Why have things come to this? Prime Minister Benjamin Netanyahu, murmur some diplomats, seems intent on destroying the Foreign Ministry, which he regards as too independent-minded. There is no other way of explaining his creation of Yuval Steinitz’s Ministry of International Relations (“what are we, the foreign ministry for domestic relations?” asked one diplomat bitterly); or his giving the Palestinian negotiations portfolio to Justice Minister Tzipi Livni and his own confidante Yitzhak Molcho. Why, they wonder, has Netanyahu not appointed a full-time foreign minister (especially since the acting foreign minister — Netanyahu himself — visited the ministry just once in the past three months, according to the Israeli daily Haaretz).

Foreign Ministry workers are not just struggling for their own conditions, they stress. Embassies greatly rely on external Israeli employees who are not part of the ministry staff. Filling mostly administrative and consular positions, these workers, known by the Hebrew acronym AMI, receive salaries as poor as the diplomats’, minus the subsidized housing and education. Their plight is also part of the current Foreign Ministry struggle.

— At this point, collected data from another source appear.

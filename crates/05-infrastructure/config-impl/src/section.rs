//! 配置节实现

use crate::root::ConfigurationRoot;
use config_abstractions::{path, ConfigResult, Configuration, ReloadToken};

/// 配置节
///
/// 配置根在某个路径上的实时视图，不缓存任何值。
#[derive(Debug, Clone)]
pub struct ConfigurationSection {
    root: ConfigurationRoot,
    path: String,
}

impl ConfigurationSection {
    /// 创建绑定到 `root` 与 `path` 的配置节
    pub fn new(root: ConfigurationRoot, path: impl Into<String>) -> Self {
        Self {
            root,
            path: path.into(),
        }
    }

    /// 完整路径
    pub fn path(&self) -> &str {
        &self.path
    }

    /// 路径的最后一段
    pub fn key(&self) -> &str {
        path::get_section_key(Some(&self.path)).unwrap_or_default()
    }

    /// 本节自身的值
    pub fn value(&self) -> Option<String> {
        self.root.get(&self.path)
    }

    /// 设置本节自身的值
    pub fn set_value(&self, value: &str) -> ConfigResult<()> {
        self.root.set(&self.path, value)
    }

    /// 本节是否有值或子节
    pub fn exists(&self) -> bool {
        self.value().is_some() || !self.root.child_keys(Some(&self.path)).is_empty()
    }

    /// 所属配置根
    pub fn root(&self) -> &ConfigurationRoot {
        &self.root
    }

    /// 重新加载所属配置根
    pub fn reload(&self) -> ConfigResult<()> {
        self.root.reload()
    }

    fn full_path(&self, key: &str) -> String {
        path::combine([self.path.as_str(), key])
    }
}

impl Configuration for ConfigurationSection {
    type Section = Self;

    fn get(&self, key: &str) -> Option<String> {
        self.root.get(&self.full_path(key))
    }

    fn set(&self, key: &str, value: &str) -> ConfigResult<()> {
        self.root.set(&self.full_path(key), value)
    }

    fn get_section(&self, key: &str) -> Self {
        Self::new(self.root.clone(), self.full_path(key))
    }

    fn get_children(&self) -> Vec<Self> {
        self.root.sections_for(Some(&self.path))
    }

    fn get_reload_token(&self) -> ReloadToken {
        self.root.get_reload_token()
    }
}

Lugassy-Harel said he has been trying to employ an AMI as the ambassador’s secretary for the past eight months, to no avail.

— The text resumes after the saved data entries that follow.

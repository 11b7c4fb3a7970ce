//! 错误类型定义

use thiserror::Error;

/// 配置错误类型
#[derive(Error, Debug)]
pub enum ConfigError {
    #[error("未注册任何配置提供者 (no sources)，请先注册配置源再设置配置值")]
    NoSources,

    #[error("参数 `{name}` 无效: {message}")]
    InvalidArgument { name: &'static str, message: String },

    #[error("配置文件 '{path}' 不存在且未标记为可选")]
    FileNotFound { path: String },

    #[error("配置文件读取失败: {source}")]
    FileReadError {
        #[from]
        source: std::io::Error,
    },

    #[error("无法解析 JSON 配置，第 '{line}' 行出错: '{excerpt}'")]
    JsonParse {
        line: usize,
        column: usize,
        excerpt: String,
        #[source]
        source: serde_json::Error,
    },

    /// 位置指向重复键对应的值结束处
    #[error("发现重复的配置键 '{key}' (第 {line} 行，第 {column} 列)")]
    DuplicateKey {
        key: String,
        line: usize,
        column: usize,
    },

    /// 位置指向该标记结束处，例如根节点 `"test"` 报告第 1 行第 6 列
    #[error("不支持的 JSON 标记 '{token}'，路径 '{path}'，第 {line} 行，第 {column} 列")]
    UnsupportedToken {
        token: &'static str,
        path: String,
        line: usize,
        column: usize,
    },

    #[error("开关映射的键不区分大小写，发现重复的键 '{switch}'")]
    DuplicateSwitchMapping { switch: String },

    #[error("开关映射包含无效的开关 '{switch}'")]
    InvalidSwitchMapping { switch: String },

    #[error("短开关 '{switch}' 未在开关映射中定义")]
    ShortSwitchNotDefined { switch: String },

    #[error("无法识别的参数格式: '{argument}'")]
    UnrecognizedArgument { argument: String },

    #[error("开关 '{switch}' 缺少对应的值")]
    MissingSwitchValue { switch: String },
}

impl ConfigError {
    /// 创建参数错误
    pub fn invalid_argument(name: &'static str, message: impl Into<String>) -> Self {
        Self::InvalidArgument {
            name,
            message: message.into(),
        }
    }

    /// 是否为 JSON 格式类错误（解析失败、重复键、不支持的标记）
    pub fn is_format_error(&self) -> bool {
        matches!(
            self,
            Self::JsonParse { .. } | Self::DuplicateKey { .. } | Self::UnsupportedToken { .. }
        )
    }

    /// 出错位置所在行号（从 1 开始），仅格式类错误携带
    pub fn line(&self) -> Option<usize> {
        match self {
            Self::JsonParse { line, .. }
            | Self::DuplicateKey { line, .. }
            | Self::UnsupportedToken { line, .. } => Some(*line),
            _ => None,
        }
    }
}

/// 结果类型别名
pub type ConfigResult<T> = Result<T, ConfigError>;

“Every time I interview candidates they get excited about the job, but then we come to the salary and they say ‘thanks but no thanks.’”

Serving abroad can be dangerous, too. Consider the story of Nina Ben Ami, whose husband contracted a rare syndrome which left him paralyzed from the neck down after a visit to a remote village in the Ivory Coast. In a recent letter sent to Finance Minister Yair Lapid, Ben Ami said that her husband had given up a fulfilling career as a computer systems manager to join her in Africa, Ynet reported.

Paris embassy director of public relations Elad Ratson spent the tail end of his last posting in the Ivory Coast besieged in an embassy compound in the capital Abidjan, “with bullets flying over my head” during the ouster of President Laurent Gbagbo in April 2011.

The French model of compensation for foreign servants is one that people in the embassy here would love to receive. France pays diplomats’ spouses a high proportion of their original salary when abroad, and incentivizes diplomats to serve in difficult countries by doubling their salaries and vacation days there.

Those are conditions Israeli diplomats can only dream of.

“We are a country struggling for its life, and we need the tools to help it,” Ratson concluded.